We as donors will do our best to help Afghanistan continue this progress. The Afghanistan Partnership Framework and the Afghanistan National Peace and Development Framework outline our common goals. I would like to underline in particular the crucial importance of intensifying efforts to improve governance and tackle corruption.
Afghanistan will remain one of Norway’s main partners in development cooperation. We will contribute up to 650 million kroner – around 70 million dollars – in development and humanitarian assistance in 2021 and consider comparable annual levels of assistance through 2024. We will determine our assistance based on the Afghan government’s fulfilment of its commitments in the Afghanistan Partnership Framework.
Norway will also remain open to considering increased assistance for the implementation of a political settlement of the conflict, provided important commitments are fulfilled, including securing human rights for all and furthering women’s empowerment.
Multilateral funds, such as the World Bank ARTF and the UNDP LOTFA will remain prominent parts of our assistance portfolio, as will non-governmental organizations.
Protection of civilians is one of our main priorities.
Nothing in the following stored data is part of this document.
//! Integer geometry used for layers, surfaces and screen areas.

use serde::{Deserialize, Serialize};

/// An integer rectangle.
///
/// Width and height are signed because layer mappings use negative
/// extents as "relative to the output" markers.
#[derive(Debug, Clone, Copy, PartialEq, Eq, Hash, Default, Serialize, Deserialize)]
pub struct Rect {
    pub x: i32,
    pub y: i32,
    pub w: i32,
    pub h: i32,
}

impl Rect {
    pub const fn new(x: i32, y: i32, w: i32, h: i32) -> Self {
        Rect { x, y, w, h }
    }

    /// Same extent, anchored at the origin.
    pub const fn at_origin(&self) -> Rect {
        Rect { x: 0, y: 0, w: self.w, h: self.h }
    }

    pub fn size(&self) -> Size {
        Size::new(self.w.max(0) as u32, self.h.max(0) as u32)
    }

    pub fn is_empty(&self) -> bool {
        self.w <= 0 || self.h <= 0
    }
}

/// An integer size with `u32` dimensions.
#[derive(Debug, Clone, Copy, PartialEq, Eq, Hash, Default, Serialize, Deserialize)]
pub struct Size {
    pub width: u32,
    pub height: u32,
}

impl Size {
    pub const fn new(width: u32, height: u32) -> Self {
        Size { width, height }
    }

    pub fn is_empty(&self) -> bool {
        self.width == 0 || self.height == 0
    }
}

/// How the layout base resolution is mapped onto the physical output.
#[derive(Debug, Clone, Copy, PartialEq, Eq, Hash, Default, Serialize, Deserialize)]
#[serde(rename_all = "snake_case")]
pub enum ScalingMode {
    /// Uniform scale, letterboxed and centred on the output.
    #[default]
    AspectFit,
    /// Independent horizontal and vertical stretch to fill the output.
    DisplayFit,
}

impl ScalingMode {
    pub fn as_str(&self) -> &'static str {
        match self {
            ScalingMode::AspectFit => "aspect_fit",
            ScalingMode::DisplayFit => "display_fit",
        }
    }
}

/// Computes where a layout designed for `base` lands on an output of `output` size.
///
/// Returns `None` when the base size is empty and no scale can be derived.
pub fn scale_dest_rect(base: Size, output: Size, mode: ScalingMode) -> Option<Rect> {
    if base.is_empty() {
        return None;
    }
    let rate_w = f64::from(output.width) / f64::from(base.width);
    let rate_h = f64::from(output.height) / f64::from(base.height);

    let rect = match mode {
        ScalingMode::AspectFit => {
            let scale = rate_w.min(rate_h);
            let w = (f64::from(base.width) * scale) as i32;
            let h = (f64::from(base.height) * scale) as i32;
            Rect::new(
                (output.width as i32 - w) / 2,
                (output.height as i32 - h) / 2,
                w,
                h,
            )
        }
        ScalingMode::DisplayFit => Rect::new(
            0,
            0,
            (f64::from(base.width) * rate_w) as i32,
            (f64::from(base.height) * rate_h) as i32,
        ),
    };
    Some(rect)
}

#[cfg(test)]
mod tests {
    use super::*;
    use rstest::rstest;

    const BASE: Size = Size::new(1080, 1920);

    #[rstest]
    #[case(Size::new(1080, 1920), ScalingMode::AspectFit, Rect::new(0, 0, 1080, 1920))]
    #[case(Size::new(1920, 1080), ScalingMode::AspectFit, Rect::new(656, 0, 607, 1080))]
    #[case(Size::new(540, 960), ScalingMode::AspectFit, Rect::new(0, 0, 540, 960))]
    #[case(Size::new(1920, 1080), ScalingMode::DisplayFit, Rect::new(0, 0, 1920, 1080))]
    fn scales_base_onto_output(#[case] output: Size, #[case] mode: ScalingMode, #[case] expected: Rect) {
        assert_eq!(scale_dest_rect(BASE, output, mode), Some(expected));
    }

    #[test]
    fn empty_base_cannot_scale() {
        assert_eq!(scale_dest_rect(Size::new(0, 1920), BASE, ScalingMode::AspectFit), None);
    }

    #[test]
    fn scaling_mode_serde_names() {
        let mode: ScalingMode = serde_json::from_str("\"display_fit\"").unwrap();
        assert_eq!(mode, ScalingMode::DisplayFit);
        assert_eq!(ScalingMode::default().as_str(), "aspect_fit");
    }

    #[test]
    fn rect_helpers() {
        let r = Rect::new(10, 218, 1080, 744);
        assert_eq!(r.at_origin(), Rect::new(0, 0, 1080, 744));
        assert_eq!(r.size(), Size::new(1080, 744));
        assert!(Rect::new(0, 760, -1, 400).is_empty());
    }
}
Protection of children and young people, including protection of schools from attacks, needs particular attention. And it is essential that humanitarian actors get safe and unhindered access to people in need of lifesaving assistance and protection.
Next year, Norway will take a seat as an elected member in the United Nations Security Council. We will do our utmost to support the work of the United Nations, the Special Representative of the Secretary General and UNAMA, and to help ensure that the Security Council supports Afghanistan’s peace and development process.